Il est difficile pour la femme victime de violence de sortir du domicile parce que le bourreau, souvent présent, la contrôle sans arrêt. Pour les mêmes raisons, il est pratiquement impossible pour elle d’aller au commissariat ou à la gendarmerie se plaindre. Les structures hospitalières étant mobilisées essentiellement pour la prise en charge des malades du Covid-19, et aussi de peur d’être contaminées, les femmes victimes de violence n’iront pas non plus au service de médecine légale pour un certificat de CBV (coups et blessures volontaires). Les recours qu’elles avaient en temps normal sont moins accessibles ; beaucoup de services sont soit à l’arrêt soit travaillent au ralenti. Ainsi toutes les affaires en justice de divorce, de garde d’enfants, de pension alimentaire, toutes les affaires criminelles qui relèvent du Pénal sont à l’arrêt depuis près de deux mois. Ce n’est que depuis quelques jours seulement que le tribunal a repris son fonctionnement pour les affaires civiles.
Notre association « Réseau Wassila » qui s’occupe de femmes victimes de violence a, avec quelques rares autres associations, décidé de maintenir l’activité du Centre d’écoute pour soutenir les femmes victimes de violence et leur venir en aide dans la mesure du possible ; les écoutantes (une juriste et une psychologue) travaillent exceptionnellement de chez elles. Elles notent plusieurs difficultés dans leur travail à cause du confinement. Le problème majeur est le fait que les femmes appellent moins parce qu’elles ne peuvent pas parler, le mari ou autre homme violent de la famille étant pratiquement tout le temps à la maison. Une écoutante rapporte que l’une des femmes victimes a dû mentir et dire qu’elle sortait rapidement faire des courses afin de pouvoir parler au téléphone et raconter sa détresse.
Les écoutantes, plus que d’habitude, sont obligées avec l’accord tacite de la victime de prétendre qu’elles sont des amies lorsqu’elles sentent que la victime ne peut pas parler car terrorisée par la présence de son bourreau. Outre le problème de confinement, le Ramadan met également les femmes dans un tourbillon de tâches ménagères qui ne leur permettent pas d’émerger et de penser à elles. Ce sont les femmes qui subissent les charges domestiques, qui s’occupent des enfants parce qu’ils ne vont pas à l’école, du mari et toute la famille qui vit sous le même toi. La charge mentale et émotionnelle est très lourde, particulièrement pour celles qui sont victimes de violence conjugale et familiale.

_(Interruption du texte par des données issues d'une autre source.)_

//! Linked-ban propagation.
//!
//! When two accounts become linked, any active alt-blocking ban on one side is mirrored onto
//! the other as an ordinal-4 *linked ban*: unstarted (the game server acknowledges it like any
//! other punishment), carrying a back-reference to the source ban, and lasting for the source's
//! remaining duration. At most one linked ban ever exists per (target, source-ban) pair.

use chrono::{DateTime, Utc};
use uuid::Uuid;

use crate::audit::{self, LogLevel};
use crate::database::Datastore;
use crate::players::Note;
use crate::punishments::{Punishment, PunishmentData, PunishmentId};
use crate::settings::{PunishmentKind, TypeRegistry, ORDINAL_LINKED_BAN};
use crate::time::Millis;
use crate::Result;

/// The issuer name linked bans are created under.
const LINKED_BAN_ISSUER: &str = "System (Linked Ban)";

/// Mirrors `source`'s active alt-blocking bans onto `target`.
pub(crate) async fn propagate_linked_bans(
	db: &Datastore,
	registry: &TypeRegistry,
	source: Uuid,
	target: Uuid,
	now: DateTime<Utc>,
) -> Result<()> {
	let Some(source_player) = db.get_player(source).await? else {
		return Ok(());
	};

	let alt_blocking_bans = source_player
		.punishments
		.iter()
		.filter(|punishment| punishment.data.alt_blocking == Some(true))
		.filter(|punishment| registry.kind_of(punishment.type_ordinal) == PunishmentKind::Ban)
		.filter(|punishment| punishment.is_active(now))
		.collect::<Vec<_>>();

	if alt_blocking_bans.is_empty() {
		return Ok(());
	}

	for source_ban in alt_blocking_bans {
		let remaining = match source_ban.effective_state(now).expiry {
			Some(expiry) => Millis((expiry - now).num_milliseconds()),
			None => Millis::PERMANENT,
		};

		let linked_ban = new_linked_ban(&source_ban.id, remaining, now);
		let source_ban_id = source_ban.id.clone();

		let created = db
			.update_player(target, move |player| {
				// One linked ban per (target, source ban), ever.
				let exists = player.punishments.iter().any(|punishment| {
					punishment.data.linked_ban_id.as_ref() == Some(&source_ban_id)
				});

				if exists {
					return Ok(None);
				}

				player.punishments.push(linked_ban.clone());

				Ok(Some(linked_ban.id.clone()))
			})
			.await?;

		if let Some(created_id) = created {
			audit::record(
				db,
				LogLevel::Moderation,
				"system",
				format!(
					"created linked ban {created_id} on {target} from ban {source_id} of {source}",
					source_id = source_ban.id,
				),
				Some(serde_json::json!({
					"punishmentId": created_id,
					"linkedBanId": source_ban.id,
					"playerUuid": target,
					"sourcePlayerUuid": source,
				})),
				now,
			)
			.await;

			tracing::info! {
				%target,
				source_ban = %source_ban.id,
				"propagated linked ban",
			};
		}
	}

	Ok(())
}

/// Builds an unstarted linked ban mirroring `source_ban_id` for `duration`.
fn new_linked_ban(
	source_ban_id: &PunishmentId,
	duration: Millis,
	now: DateTime<Utc>,
) -> Punishment {
	Punishment {
		id: PunishmentId::random(),
		issuer_name: LINKED_BAN_ISSUER.to_owned(),
		issued: now,
		started: None,
		type_ordinal: ORDINAL_LINKED_BAN,
		modifications: Vec::new(),
		notes: vec![Note {
			text: format!("Linked to ban {source_ban_id}"),
			issuer_name: LINKED_BAN_ISSUER.to_owned(),
			date: now,
		}],
		evidence: Vec::new(),
		attached_ticket_ids: Vec::new(),
		data: PunishmentData {
			duration: Some(duration),
			linked_ban_id: Some(source_ban_id.clone()),
			severity: None,
			status: None,
			..Default::default()
		},
	}
}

Ce moment qu’elles volent afin de dire toute la souffrance qu’elles vivent quotidiennement à une écoutante bienveillante qui ne jugera pas mais qui essaiera de la renforcer dans son estime de soi a une valeur inestimable pour la femme victime. Mais frustration parce que certaines démarches ne peuvent pas être menées à cause des contraintes du confinement sauf pour certains cas de violence, tels que celui de cette jeune femme menacée à l’arme blanche par ses frères ; l’association a aidé la victime en contactant la gendarmerie et en rédigeant une plainte auprès du Procureur du tribunal concerné ; un suivi a pu être assuré.

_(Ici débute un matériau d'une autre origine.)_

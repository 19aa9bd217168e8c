//! HTTP handlers for `POST /punishment/create` and `POST /punishment/dynamic`.

use axum::Json;
use chrono::Utc;
use serde::{Deserialize, Serialize};
use utoipa::ToSchema;
use uuid::Uuid;

use crate::auth::Tenant;
use crate::punishments::engine::{self, CreateDynamic, CreateManual};
use crate::punishments::{Evidence, Punishment};
use crate::responses::Created;
use crate::settings::{OffenseLevel, Severity, TypeRegistry, FIRST_DYNAMIC_ORDINAL};
use crate::time::Millis;
use crate::{Error, Result, State};

/// Request payload for creating a manual punishment (ordinals `0`–`5`).
#[derive(Debug, Deserialize, ToSchema)]
#[serde(rename_all = "camelCase")]
pub struct NewManualPunishment {
	/// The player to punish.
	pub minecraft_uuid: Uuid,

	/// Who issues the punishment.
	pub issuer_name: String,

	/// The manual type by name (`ban`, `mute`, `kick`, …). Alternative to `type_ordinal`.
	#[serde(rename = "type", default)]
	pub type_name: Option<String>,

	/// The manual type by ordinal. Alternative to `type`.
	#[serde(default)]
	pub type_ordinal: Option<u32>,

	/// Why the player is punished; becomes the first note.
	pub reason: String,

	/// How long the punishment lasts in milliseconds; omitted or `-1` means permanent.
	#[serde(default)]
	pub duration: Option<Millis>,

	/// Initial evidence.
	#[serde(default)]
	pub evidence: Option<Evidence>,

	/// Whether the punishment propagates to linked accounts.
	#[serde(default)]
	pub alt_blocking: bool,

	/// Whether the player's stats are wiped when the punishment expires.
	#[serde(default)]
	pub wipe_after_expiry: bool,

	/// Tickets to attach.
	#[serde(default)]
	pub attached_ticket_ids: Vec<String>,
}

/// Response payload after creating a punishment.
#[derive(Debug, Serialize, ToSchema)]
#[serde(rename_all = "camelCase")]
pub struct CreatedPunishment {
	/// Always `201`.
	pub status: u16,

	/// The new punishment.
	pub punishment: Punishment,
}

/// Create a manual punishment.
#[tracing::instrument(skip(state, tenant, request), fields(server = %tenant.server_name, player = %request.minecraft_uuid))]
#[utoipa::path(
  post,
  path = "/punishment/create",
  tag = "Punishments",
  security(("API Key" = [])),
  request_body = NewManualPunishment,
  responses(
    (status = 201, body = CreatedPunishment),
    (status = 400, description = "missing or unknown punishment type"),
    (status = 401, description = "missing or invalid API key"),
    (status = 404, description = "no such player"),
    (status = 409, description = "the player already has an active mute"),
  ),
)]
pub async fn manual(
	state: State,
	tenant: Tenant,
	Json(request): Json<NewManualPunishment>,
) -> Result<Created<Json<CreatedPunishment>>> {
	if request.issuer_name.trim().is_empty() {
		return Err(Error::invalid("issuerName"));
	}

	let registry = state
		.punishment_types
		.get(&tenant.server_name, &tenant.db)
		.await;

	let type_ordinal = match (request.type_ordinal, request.type_name.as_deref()) {
		(Some(ordinal), _) => ordinal,
		(None, Some(name)) => resolve_manual_ordinal(&registry, name)
			.ok_or_else(|| Error::invalid(format_args!("type `{name}`")))?,
		(None, None) => return Err(Error::invalid("type: provide `type` or `type_ordinal`")),
	};

	let punishment = engine::create_manual(
		&tenant.db,
		&registry,
		request.minecraft_uuid,
		CreateManual {
			issuer_name: request.issuer_name,
			type_ordinal,
			reason: request.reason,
			duration: request.duration,
			evidence: request.evidence,
			alt_blocking: request.alt_blocking,
			wipe_after_expiry: request.wipe_after_expiry,
			attached_ticket_ids: request.attached_ticket_ids,
		},
		Utc::now(),
	)
	.await?;

	Ok(Created(Json(CreatedPunishment {
		status: 201,
		punishment,
	})))
}

/// Request payload for creating a dynamic punishment (ordinals `≥ 6`).
#[derive(Debug, Deserialize, ToSchema)]
#[serde(rename_all = "camelCase")]
pub struct NewDynamicPunishment {
	/// The player to punish.
	pub minecraft_uuid: Uuid,

	/// Who issues the punishment.
	pub issuer_name: String,

	/// The dynamic type's ordinal.
	pub type_ordinal: u32,

	/// Why the player is punished; becomes the first note.
	pub reason: String,

	/// The severity; defaults to `regular`.
	#[serde(default)]
	pub severity: Option<Severity>,

	/// The offence tier to sentence at; defaults to the player's derived tier.
	#[serde(default)]
	pub status: Option<OffenseLevel>,

	/// Initial evidence.
	#[serde(default)]
	pub evidence: Option<Evidence>,

	/// Whether the punishment propagates to linked accounts.
	#[serde(default)]
	pub alt_blocking: bool,

	/// Whether the player's stats are wiped when the punishment expires.
	#[serde(default)]
	pub wipe_after_expiry: bool,

	/// Tickets to attach.
	#[serde(default)]
	pub attached_ticket_ids: Vec<String>,
}

/// Create a dynamic punishment.
///
/// The stored duration, severity and offence status are derived here (see the punishment
/// engine); the game server only ever supplies the ordinal and, optionally, a severity.
#[tracing::instrument(skip(state, tenant, request), fields(server = %tenant.server_name, player = %request.minecraft_uuid))]
#[utoipa::path(
  post,
  path = "/punishment/dynamic",
  tag = "Punishments",
  security(("API Key" = [])),
  request_body = NewDynamicPunishment,
  responses(
    (status = 201, body = CreatedPunishment),
    (status = 400, description = "unknown ordinal or missing duration matrix"),
    (status = 401, description = "missing or invalid API key"),
    (status = 404, description = "no such player"),
    (status = 409, description = "the player already has an active mute"),
  ),
)]
pub async fn dynamic(
	state: State,
	tenant: Tenant,
	Json(request): Json<NewDynamicPunishment>,
) -> Result<Created<Json<CreatedPunishment>>> {
	if request.issuer_name.trim().is_empty() {
		return Err(Error::invalid("issuerName"));
	}

	if request.reason.trim().is_empty() {
		return Err(Error::invalid("reason"));
	}

	let registry = state
		.punishment_types
		.get(&tenant.server_name, &tenant.db)
		.await;

	let punishment = engine::create_dynamic(
		&tenant.db,
		&registry,
		request.minecraft_uuid,
		CreateDynamic {
			issuer_name: request.issuer_name,
			type_ordinal: request.type_ordinal,
			reason: request.reason,
			severity: request.severity,
			status: request.status,
			evidence: request.evidence,
			alt_blocking: request.alt_blocking,
			wipe_after_expiry: request.wipe_after_expiry,
			attached_ticket_ids: request.attached_ticket_ids,
		},
		Utc::now(),
	)
	.await?;

	Ok(Created(Json(CreatedPunishment {
		status: 201,
		punishment,
	})))
}

/// Resolves a manual type name (`ban`, `mute`, a configured display name) to its ordinal.
fn resolve_manual_ordinal(registry: &TypeRegistry, name: &str) -> Option<u32> {
	match name.to_lowercase().as_str() {
		"kick" => return Some(crate::settings::ORDINAL_KICK),
		"mute" => return Some(crate::settings::ORDINAL_MANUAL_MUTE),
		"ban" => return Some(crate::settings::ORDINAL_MANUAL_BAN),
		"blacklist" => return Some(crate::settings::ORDINAL_BLACKLIST),
		_ => {}
	}

	(0..FIRST_DYNAMIC_ORDINAL)
		.filter_map(|ordinal| registry.by_ordinal(ordinal))
		.find(|config| config.name.eq_ignore_ascii_case(name))
		.map(|config| config.ordinal)
}

#[cfg(test)]
mod tests {
	use super::resolve_manual_ordinal;
	use crate::settings::TypeRegistry;

	#[test]
	fn shorthand_and_display_names_resolve() {
		let registry = TypeRegistry::defaults();

		assert_eq!(resolve_manual_ordinal(&registry, "ban"), Some(2));
		assert_eq!(resolve_manual_ordinal(&registry, "Mute"), Some(1));
		assert_eq!(resolve_manual_ordinal(&registry, "security ban"), Some(3));
		assert_eq!(resolve_manual_ordinal(&registry, "Linked Ban"), Some(4));
		assert_eq!(resolve_manual_ordinal(&registry, "vaporize"), None);
	}
}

Ce que nous remarquons au niveau de notre association c’est que les premiers temps, il n’y avait pas plus d’appels au Centre d’écoute que de coutume. Cependant ces deux dernières semaines le nombre d’appels augmente, particulièrement des appels pour violence familiale (l’agresseur n’est pas seulement l’époux mais un autre membre de la famille). On remarque également que plus de femmes demandent des informations quant à leurs droits concernant le divorce, la garde des enfants, la pension alimentaire. Cela peut concerner des femmes qui subissent des violences de la part de leur conjoint depuis de longues années et ce confinement pourrait constituer un déclic qui leur permettrait de prendre la décision de se protéger et de protéger les enfants en quittant le mari violent.
Les femmes qui sont dans cette spirale de violence depuis longtemps et qui subissent des violences maintenant encore plus atroces nous disent que les hommes utilisent le confinement et la pandémie comme excuse pour justifier leurs actes. On note également que pendant cette période, beaucoup de femmes appellent le centre d’écoute pour signaler des cas de femmes victimes de violence qu’elles connaissent ou dont elles ont entendu parler.

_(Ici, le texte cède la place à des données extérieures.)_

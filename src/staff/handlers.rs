//! HTTP handlers for staff routes.

use axum::Json;
use itertools::Itertools;

use crate::auth::Tenant;
use crate::staff::StaffPermissions;
use crate::Result;

/// Fetch all staff members with their derived permission sets.
#[tracing::instrument(skip(tenant), fields(server = %tenant.server_name))]
#[utoipa::path(
  get,
  path = "/staff-permissions",
  tag = "Staff",
  security(("API Key" = [])),
  responses(
    (status = 200, body = Vec<StaffPermissions>),
    (status = 401, description = "missing or invalid API key"),
  ),
)]
pub async fn permissions(tenant: Tenant) -> Result<Json<Vec<StaffPermissions>>> {
	let staff = tenant
		.db
		.list_staff()
		.await?
		.into_iter()
		.map(StaffPermissions::from)
		.collect_vec();

	Ok(Json(staff))
}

Nous pouvons dire aujourd’hui que le confinement est un révélateur des relations familiales, de l’état de la société avec tous ses démons et particulièrement sa violence contre les femmes, un révélateur des effets des inégalités de sexe et de classe sociale. Malheureusement, l’après-confinement mettra au grand jour les dégâts terribles de cette violence conjugale et familiale.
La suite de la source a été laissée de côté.